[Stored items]
▼

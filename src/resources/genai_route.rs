//! Routes from a parent GenAI agent to a child agent.

use async_trait::async_trait;
use serde::{Deserialize, Serialize};
use serde_json::{json, Value};
use tracing::{info, warn};

use crate::context::OpContext;
use crate::error::ProviderError;
use crate::provider::ProviderMeta;
use crate::resource::{clear_if_not_found, parse_compound_id, Resource};
use crate::resources::genai_agent::agent_path;
use crate::resources::set_optional_str;
use crate::schema::{Attribute, Schema, Validator};
use crate::state::ResourceData;

#[derive(Debug, Clone, Default, PartialEq, Serialize, Deserialize)]
#[serde(default)]
struct Child {
    uuid: String,
    name: String,
    route_uuid: String,
    route_name: String,
    if_case: String,
}

#[derive(Debug, Clone, Default, PartialEq, Serialize, Deserialize)]
#[serde(default)]
struct Children {
    children: Vec<Child>,
}

fn children_path(parent: &str) -> String {
    format!("{}/child_agents", agent_path(parent))
}

fn route_path(parent: &str, child: &str) -> String {
    format!("{}/{}", children_path(parent), child)
}

fn route_id(parent: &str, child: &str) -> String {
    format!("{}:{}", parent, child)
}

fn route_request(data: &ResourceData) -> Result<Value, ProviderError> {
    let mut body = json!({
        "parent_agent_uuid": data.require_str("parent_agent_uuid")?,
        "child_agent_uuid": data.require_str("child_agent_uuid")?,
    });
    for key in ["route_name", "if_case"] {
        if let Some(value) = data.get_str(key).filter(|s| !s.is_empty()) {
            body[key] = json!(value);
        }
    }
    Ok(body)
}

/// `digitalocean_genai_agent_route`
#[derive(Debug, Clone, Copy, Default)]
pub struct AgentRouteResource;

#[async_trait]
impl Resource for AgentRouteResource {
    fn schema(&self) -> Schema {
        Schema::v0()
            .with_description("Routes requests from a parent agent to a child agent.")
            .with_attribute(
                "parent_agent_uuid",
                Attribute::required_string()
                    .with_force_new()
                    .with_validator(Validator::NoZeroValues),
            )
            .with_attribute(
                "child_agent_uuid",
                Attribute::required_string()
                    .with_force_new()
                    .with_validator(Validator::NoZeroValues),
            )
            .with_attribute("route_name", Attribute::optional_computed_string())
            .with_attribute("if_case", Attribute::optional_string())
            .with_attribute("route_uuid", Attribute::computed_string())
            .with_attribute("child_agent_name", Attribute::computed_string())
    }

    fn import_state(&self, id: &str) -> Result<ResourceData, ProviderError> {
        let fields = parse_compound_id(id, 2, "<parent_agent_uuid>,<child_agent_uuid>")?;
        let mut data = ResourceData::with_id(route_id(&fields[0], &fields[1]));
        data.set("parent_agent_uuid", fields[0].as_str());
        data.set("child_agent_uuid", fields[1].as_str());
        Ok(data)
    }

    async fn create(
        &self,
        ctx: &OpContext,
        meta: &ProviderMeta,
        data: &mut ResourceData,
    ) -> Result<(), ProviderError> {
        let parent = data.require_str("parent_agent_uuid")?.to_string();
        let child = data.require_str("child_agent_uuid")?.to_string();
        meta.client
            .post(ctx, &route_path(&parent, &child), route_request(data)?)
            .await?;
        info!(parent = %parent, child = %child, "agent route created");
        data.set_id(route_id(&parent, &child));
        Ok(())
    }

    async fn read(
        &self,
        ctx: &OpContext,
        meta: &ProviderMeta,
        data: &mut ResourceData,
    ) -> Result<(), ProviderError> {
        let parent = data.require_str("parent_agent_uuid")?.to_string();
        let child = data.require_str("child_agent_uuid")?.to_string();
        let body = match meta.client.get(ctx, &children_path(&parent), &[]).await {
            Ok(body) => body,
            Err(err) => return clear_if_not_found(err, "GenAI agent", data),
        };
        let listed: Children = serde_json::from_value(body)?;
        let Some(found) = listed.children.into_iter().find(|c| c.uuid == child) else {
            warn!(id = data.id(), "agent route not found, removing from state");
            data.clear_id();
            return Ok(());
        };
        data.set("child_agent_name", found.name.as_str());
        data.set("route_uuid", found.route_uuid.as_str());
        set_optional_str(data, "route_name", &found.route_name);
        set_optional_str(data, "if_case", &found.if_case);
        Ok(())
    }

    async fn update(
        &self,
        ctx: &OpContext,
        meta: &ProviderMeta,
        data: &mut ResourceData,
    ) -> Result<(), ProviderError> {
        if !data.has_changes(&["route_name", "if_case"]) {
            return Ok(());
        }
        let path = route_path(
            data.require_str("parent_agent_uuid")?,
            data.require_str("child_agent_uuid")?,
        );
        let mut body = route_request(data)?;
        let route_uuid = data.get_string("route_uuid");
        if !route_uuid.is_empty() {
            body["uuid"] = json!(route_uuid);
        }
        meta.client.put(ctx, &path, body).await?;
        Ok(())
    }

    async fn delete(
        &self,
        ctx: &OpContext,
        meta: &ProviderMeta,
        data: &mut ResourceData,
    ) -> Result<(), ProviderError> {
        let path = route_path(
            data.require_str("parent_agent_uuid")?,
            data.require_str("child_agent_uuid")?,
        );
        if let Err(err) = meta.client.delete(ctx, &path, &[]).await {
            return clear_if_not_found(err, "agent route", data);
        }
        data.clear_id();
        Ok(())
    }
}
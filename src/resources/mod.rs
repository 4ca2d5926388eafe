//! DigitalOcean products, one module per API family.
//!
//! Every module exposes unit structs implementing [`Resource`](crate::resource::Resource)
//! or [`DataSource`](crate::resource::DataSource); [`registry`] binds them to
//! their type names.

use crate::error::ProviderError;
use crate::registry::ResourceRegistry;
use crate::state::ResourceData;

pub mod autoscale;
pub mod byoip;
pub mod container_registry;
pub mod docker_credentials;
pub mod genai_agent;
pub mod genai_keys;
pub mod genai_route;
pub mod nat_gateway;
pub mod nfs;
pub mod nfs_attachment;
pub mod nfs_snapshot;
pub mod partner_attachment;
pub mod uptime;
pub mod vpc;

/// Build the registry of every resource and data source this provider serves.
pub fn registry() -> Result<ResourceRegistry, ProviderError> {
    let mut registry = ResourceRegistry::new();

    registry.register_resource("digitalocean_nfs", nfs::NfsResource)?;
    registry.register_resource("digitalocean_nfs_attachment", nfs_attachment::NfsAttachmentResource)?;
    registry.register_resource("digitalocean_nfs_snapshot", nfs_snapshot::NfsSnapshotResource)?;
    registry.register_resource("digitalocean_vpc_nat_gateway", nat_gateway::NatGatewayResource)?;
    registry.register_resource("digitalocean_byoip_prefix", byoip::ByoipPrefixResource)?;
    registry.register_resource("digitalocean_droplet_autoscale", autoscale::AutoscaleResource)?;
    registry.register_resource(
        "digitalocean_container_registry",
        container_registry::ContainerRegistryResource,
    )?;
    registry.register_resource(
        "digitalocean_container_registry_docker_credentials",
        docker_credentials::DockerCredentialsResource,
    )?;
    registry.register_resource(
        "digitalocean_partner_attachment",
        partner_attachment::PartnerAttachmentResource,
    )?;
    registry.register_resource("digitalocean_vpc", vpc::VpcResource)?;
    registry.register_resource("digitalocean_uptime_check", uptime::UptimeCheckResource)?;
    registry.register_resource("digitalocean_uptime_alert", uptime::UptimeAlertResource)?;
    registry.register_resource("digitalocean_genai_agent", genai_agent::AgentResource)?;
    registry.register_resource("digitalocean_genai_agent_api_key", genai_keys::AgentApiKeyResource)?;
    registry.register_resource("digitalocean_genai_agent_route", genai_route::AgentRouteResource)?;
    registry.register_resource("digitalocean_genai_openai_api_key", genai_keys::OpenAiKeyResource)?;

    registry.register_data_source("digitalocean_nfs", nfs::NfsDataSource)?;
    registry.register_data_source("digitalocean_nfs_snapshot", nfs_snapshot::NfsSnapshotDataSource)?;
    registry.register_data_source("digitalocean_vpc_nat_gateway", nat_gateway::NatGatewayDataSource)?;
    registry.register_data_source("digitalocean_byoip_prefix", byoip::ByoipPrefixDataSource)?;
    registry.register_data_source(
        "digitalocean_byoip_prefix_resources",
        byoip::ByoipPrefixResourcesDataSource,
    )?;
    registry.register_data_source("digitalocean_droplet_autoscale", autoscale::AutoscaleDataSource)?;
    registry.register_data_source(
        "digitalocean_container_registry",
        container_registry::ContainerRegistryDataSource,
    )?;
    registry.register_data_source(
        "digitalocean_partner_attachment",
        partner_attachment::PartnerAttachmentDataSource,
    )?;
    registry.register_data_source(
        "digitalocean_partner_attachment_service_key",
        partner_attachment::ServiceKeyDataSource,
    )?;
    registry.register_data_source("digitalocean_vpc", vpc::VpcDataSource)?;
    registry.register_data_source("digitalocean_genai_agent", genai_agent::AgentDataSource)?;
    registry.register_data_source("digitalocean_genai_agents", genai_agent::AgentsDataSource)?;
    registry.register_data_source(
        "digitalocean_genai_openai_api_key",
        genai_keys::OpenAiKeyDataSource,
    )?;

    Ok(registry)
}

/// Store a string the API reports as `""` when unset.
///
/// An empty value removes the attribute unless the configuration spelled out
/// `""` itself, so an unset optional attribute does not drift to `""`.
pub(crate) fn set_optional_str(data: &mut ResourceData, key: &str, value: &str) {
    if !value.is_empty() {
        data.set(key, value);
    } else if data.get_str(key) != Some("") {
        data.remove(key);
    }
}

/// `?region=<slug>` query pairs for region-scoped endpoints.
pub(crate) fn region_query(region: &str) -> [(&'static str, &str); 1] {
    [("region", region)]
}

#[cfg(test)]
mod tests {
    use super::*;
    use serde_json::json;

    #[test]
    fn test_registry_builds() {
        let registry = registry().unwrap();
        let resources = registry.resource_names();
        assert_eq!(resources.len(), 16);
        assert!(resources.contains(&"digitalocean_nfs_attachment".to_string()));
        assert!(resources.contains(&"digitalocean_genai_openai_api_key".to_string()));

        let data_sources = registry.data_source_names();
        assert_eq!(data_sources.len(), 13);
        assert!(data_sources.contains(&"digitalocean_byoip_prefix_resources".to_string()));
    }

    #[test]
    fn test_set_optional_str() {
        let mut data = ResourceData::from_value(json!({"id": "x", "description": ""})).unwrap();
        set_optional_str(&mut data, "description", "");
        assert_eq!(data.get_str("description"), Some(""));

        set_optional_str(&mut data, "tier", "");
        assert!(!data.is_set("tier"));

        set_optional_str(&mut data, "tier", "basic");
        assert_eq!(data.get_str("tier"), Some("basic"));
    }
}
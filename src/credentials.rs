//! Container registry Docker credentials: issue, expiry tracking, revocation.
//!
//! The API hands out a Docker `config.json` document whose
//! `auths.<registry>.auth` field is `base64(token:token)`. The embedded token
//! is an OAuth token, so revoking a credential means posting that token to the
//! OAuth revocation endpoint.

use base64::engine::general_purpose::STANDARD;
use base64::Engine as _;
use chrono::{DateTime, Duration as ChronoDuration, SecondsFormat, Utc};
use serde_json::Value;
use tracing::{debug, info};

use crate::client::{ApiRequest, Client, Method};
use crate::context::OpContext;
use crate::error::{ApiError, ProviderError};
use crate::lookup::parse_timestamp;
use crate::types::Sensitive;

/// Largest TTL the API accepts (about 50 years); also the default.
pub const MAX_EXPIRY_SECONDS: i64 = 1_576_800_000;

/// OAuth token revocation endpoint.
pub const OAUTH_REVOKE_URL: &str = "https://cloud.digitalocean.com/v1/oauth/revoke";

/// Docker credentials endpoint.
pub const DOCKER_CREDENTIALS_PATH: &str = "/v2/registry/docker-credentials";

const NO_TOKEN: &str = "unable to find OAuth token";

/// An issued credential.
#[derive(Debug, Clone)]
pub struct DockerCredential {
    /// The Docker `config.json` document.
    pub docker_config: Sensitive<String>,
    /// When it was issued.
    pub issued_at: DateTime<Utc>,
    /// When it stops working.
    pub expires_at: DateTime<Utc>,
}

impl DockerCredential {
    /// Expiry rendered for state (RFC 3339, seconds precision).
    pub fn expiration_time(&self) -> String {
        self.expires_at.to_rfc3339_opts(SecondsFormat::Secs, true)
    }
}

/// Resolve a configured TTL; `0` means the maximum.
pub fn effective_ttl(expiry_seconds: i64) -> Result<i64, ProviderError> {
    if !(0..=MAX_EXPIRY_SECONDS).contains(&expiry_seconds) {
        return Err(ProviderError::Validation(format!(
            "expiry_seconds must be between 0 and {}, got {}",
            MAX_EXPIRY_SECONDS, expiry_seconds
        )));
    }
    Ok(if expiry_seconds == 0 {
        MAX_EXPIRY_SECONDS
    } else {
        expiry_seconds
    })
}

/// Request a new credential valid for `expiry_seconds` from `now`.
pub async fn issue(
    ctx: &OpContext,
    client: &Client,
    read_write: bool,
    expiry_seconds: i64,
    now: DateTime<Utc>,
) -> Result<DockerCredential, ProviderError> {
    let ttl = effective_ttl(expiry_seconds)?;
    let read_write_param = read_write.to_string();
    let ttl_param = ttl.to_string();
    let body = client
        .get(
            ctx,
            DOCKER_CREDENTIALS_PATH,
            &[("read_write", read_write_param.as_str()), ("expiry_seconds", ttl_param.as_str())],
        )
        .await?;
    if !body.get("auths").is_some_and(Value::is_object) {
        return Err(ProviderError::Parse(
            "docker credentials response has no `auths` document".to_string(),
        ));
    }

    debug!(read_write, ttl, "issued docker credentials");
    Ok(DockerCredential {
        docker_config: Sensitive::new(serde_json::to_string(&body)?),
        issued_at: now,
        expires_at: now + ChronoDuration::seconds(ttl),
    })
}

/// Whether a stored expiry has passed. A missing or unreadable expiry counts
/// as expired.
pub fn is_expired(expiration_time: Option<&str>, now: DateTime<Utc>) -> bool {
    match parse_timestamp(expiration_time) {
        Some(expires_at) => now >= expires_at,
        None => true,
    }
}

/// Reissue the credential when the stored expiry has passed.
///
/// Returns the new credential, or `None` when the current one is still valid.
pub async fn refresh_if_expired(
    ctx: &OpContext,
    client: &Client,
    read_write: bool,
    expiry_seconds: i64,
    expiration_time: Option<&str>,
    now: DateTime<Utc>,
) -> Result<Option<DockerCredential>, ProviderError> {
    if !is_expired(expiration_time, now) {
        return Ok(None);
    }
    info!(expired_at = expiration_time.unwrap_or(""), "docker credentials expired, reissuing");
    issue(ctx, client, read_write, expiry_seconds, now)
        .await
        .map(Some)
}

/// Recover the OAuth token embedded in a Docker `config.json` document.
pub fn extract_oauth_token(docker_config: &str) -> Result<Sensitive<String>, ProviderError> {
    let no_token = || ProviderError::Parse(NO_TOKEN.to_string());

    let document: Value = serde_json::from_str(docker_config).map_err(|_| no_token())?;
    let auth = document
        .get("auths")
        .and_then(Value::as_object)
        .and_then(|auths| auths.values().next())
        .and_then(|entry| entry.get("auth"))
        .and_then(Value::as_str)
        .ok_or_else(no_token)?;
    let decoded = STANDARD.decode(auth).map_err(|_| no_token())?;
    let decoded = String::from_utf8(decoded).map_err(|_| no_token())?;

    let parts: Vec<&str> = decoded.split(':').collect();
    match parts.as_slice() {
        [token, _] if !token.is_empty() => Ok(Sensitive::new(token.to_string())),
        _ => Err(no_token()),
    }
}

/// Revoke the OAuth token inside a credential. Anything but 200 fails.
pub async fn revoke(ctx: &OpContext, client: &Client, docker_config: &str) -> Result<(), ProviderError> {
    let token = extract_oauth_token(docker_config)?;
    let request = ApiRequest::new(Method::Post, OAUTH_REVOKE_URL)
        .with_form(vec![("token".to_string(), token.expose().clone())])
        .with_bearer(token);
    let response = client.execute(ctx, request).await?;
    if response.status != 200 {
        return Err(ApiError::new(
            "POST",
            OAUTH_REVOKE_URL,
            response.status,
            format!("Error revoking docker credentials: unexpected status {}", response.status),
        )
        .into());
    }
    info!("revoked docker credentials");
    Ok(())
}

#[cfg(test)]
mod tests {
    use super::*;
    use crate::client::{ApiResponse, Body};
    use crate::testing::MockTransport;
    use chrono::TimeZone;
    use serde_json::json;

    fn config_for(token: &str) -> Value {
        let auth = STANDARD.encode(format!("{}:{}", token, token));
        json!({"auths": {"registry.digitalocean.com": {"auth": auth}}})
    }

    fn t0() -> DateTime<Utc> {
        Utc.with_ymd_and_hms(2024, 5, 1, 12, 0, 0).unwrap()
    }

    #[tokio::test]
    async fn test_issue_records_expiry() {
        let mock = MockTransport::new().on(Method::Get, DOCKER_CREDENTIALS_PATH, 200, config_for("tok"));
        let credential = issue(&OpContext::new(), &mock.client(), true, 3600, t0())
            .await
            .unwrap();
        assert_eq!(credential.expires_at - credential.issued_at, ChronoDuration::seconds(3600));
        assert_eq!(credential.expiration_time(), "2024-05-01T13:00:00Z");
        assert!(credential.docker_config.expose().contains("registry.digitalocean.com"));

        let request = &mock.requests_to(Method::Get, DOCKER_CREDENTIALS_PATH)[0];
        assert_eq!(request.query_param("read_write"), Some("true"));
        assert_eq!(request.query_param("expiry_seconds"), Some("3600"));
    }

    #[tokio::test]
    async fn test_zero_ttl_means_maximum() {
        let mock = MockTransport::new().on(Method::Get, DOCKER_CREDENTIALS_PATH, 200, config_for("tok"));
        let credential = issue(&OpContext::new(), &mock.client(), false, 0, t0())
            .await
            .unwrap();
        assert_eq!(
            credential.expires_at,
            t0() + ChronoDuration::seconds(MAX_EXPIRY_SECONDS)
        );
        assert!(credential.expires_at > credential.issued_at);
    }

    #[test]
    fn test_ttl_range() {
        assert!(effective_ttl(-1).is_err());
        assert!(effective_ttl(MAX_EXPIRY_SECONDS + 1).is_err());
        assert_eq!(effective_ttl(60).unwrap(), 60);
    }

    #[tokio::test]
    async fn test_refresh_only_when_expired() {
        let mock = MockTransport::new().on(Method::Get, DOCKER_CREDENTIALS_PATH, 200, config_for("tok"));
        let client = mock.client();
        let ctx = OpContext::new();
        let stored = "2024-05-01T13:00:00Z";

        let fresh = refresh_if_expired(&ctx, &client, true, 3600, Some(stored), t0())
            .await
            .unwrap();
        assert!(fresh.is_none());
        assert_eq!(mock.count(Method::Get, DOCKER_CREDENTIALS_PATH), 0);

        let later = t0() + ChronoDuration::seconds(3601);
        let reissued = refresh_if_expired(&ctx, &client, true, 3600, Some(stored), later)
            .await
            .unwrap()
            .unwrap();
        assert!(reissued.expires_at > later);

        let never_set = refresh_if_expired(&ctx, &client, true, 3600, None, t0())
            .await
            .unwrap();
        assert!(never_set.is_some());
    }

    #[test]
    fn test_extract_oauth_token() {
        let token = extract_oauth_token(&config_for("abc123").to_string()).unwrap();
        assert_eq!(token.expose(), "abc123");
    }

    #[test]
    fn test_extract_oauth_token_failures() {
        let three_parts = STANDARD.encode("a:b:c");
        let cases = vec![
            "not json".to_string(),
            json!({"auths": {}}).to_string(),
            json!({"auths": {"r": {"auth": "%%%"}}}).to_string(),
            json!({"auths": {"r": {"auth": three_parts}}}).to_string(),
        ];
        for case in cases {
            let err = extract_oauth_token(&case).unwrap_err();
            assert_eq!(err.message(), NO_TOKEN, "{case}");
        }
    }

    #[tokio::test]
    async fn test_revoke_posts_token() {
        let mock = MockTransport::new().on(Method::Post, OAUTH_REVOKE_URL, 200, json!({}));
        revoke(&OpContext::new(), &mock.client(), &config_for("abc123").to_string())
            .await
            .unwrap();

        let request = &mock.requests_to(Method::Post, OAUTH_REVOKE_URL)[0];
        assert_eq!(
            request.body,
            Some(Body::Form(vec![("token".to_string(), "abc123".to_string())]))
        );
        assert_eq!(request.bearer.as_ref().map(|t| t.expose().as_str()), Some("abc123"));
    }

    #[tokio::test]
    async fn test_revoke_requires_200() {
        let mock = MockTransport::new().on_response(Method::Post, OAUTH_REVOKE_URL, ApiResponse::new(204, Value::Null));
        let result = revoke(&OpContext::new(), &mock.client(), &config_for("abc123").to_string()).await;
        let err = tokio_test::assert_err!(result);
        assert_eq!(err.status(), Some(204));

        let mock = MockTransport::new().on(Method::Post, OAUTH_REVOKE_URL, 401, json!({"id": "unauthorized", "message": "bad token"}));
        let result = revoke(&OpContext::new(), &mock.client(), &config_for("abc123").to_string()).await;
        assert_eq!(tokio_test::assert_err!(result).status(), Some(401));
    }
}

▲

[Exercise instructions]
From the entries above, give again exactly the lines running from the line with "async fn test_zero_ttl_means_maximum()" to the line with "let client = mock.client();"; include both of those lines.

[Result of the exercise]
    async fn test_zero_ttl_means_maximum() {
        let mock = MockTransport::new().on(Method::Get, DOCKER_CREDENTIALS_PATH, 200, config_for("tok"));
        let credential = issue(&OpContext::new(), &mock.client(), false, 0, t0())
            .await
            .unwrap();
        assert_eq!(
            credential.expires_at,
            t0() + ChronoDuration::seconds(MAX_EXPIRY_SECONDS)
        );
        assert!(credential.expires_at > credential.issued_at);
    }

    #[test]
    fn test_ttl_range() {
        assert!(effective_ttl(-1).is_err());
        assert!(effective_ttl(MAX_EXPIRY_SECONDS + 1).is_err());
        assert_eq!(effective_ttl(60).unwrap(), 60);
    }

    #[tokio::test]
    async fn test_refresh_only_when_expired() {
        let mock = MockTransport::new().on(Method::Get, DOCKER_CREDENTIALS_PATH, 200, config_for("tok"));
        let client = mock.client();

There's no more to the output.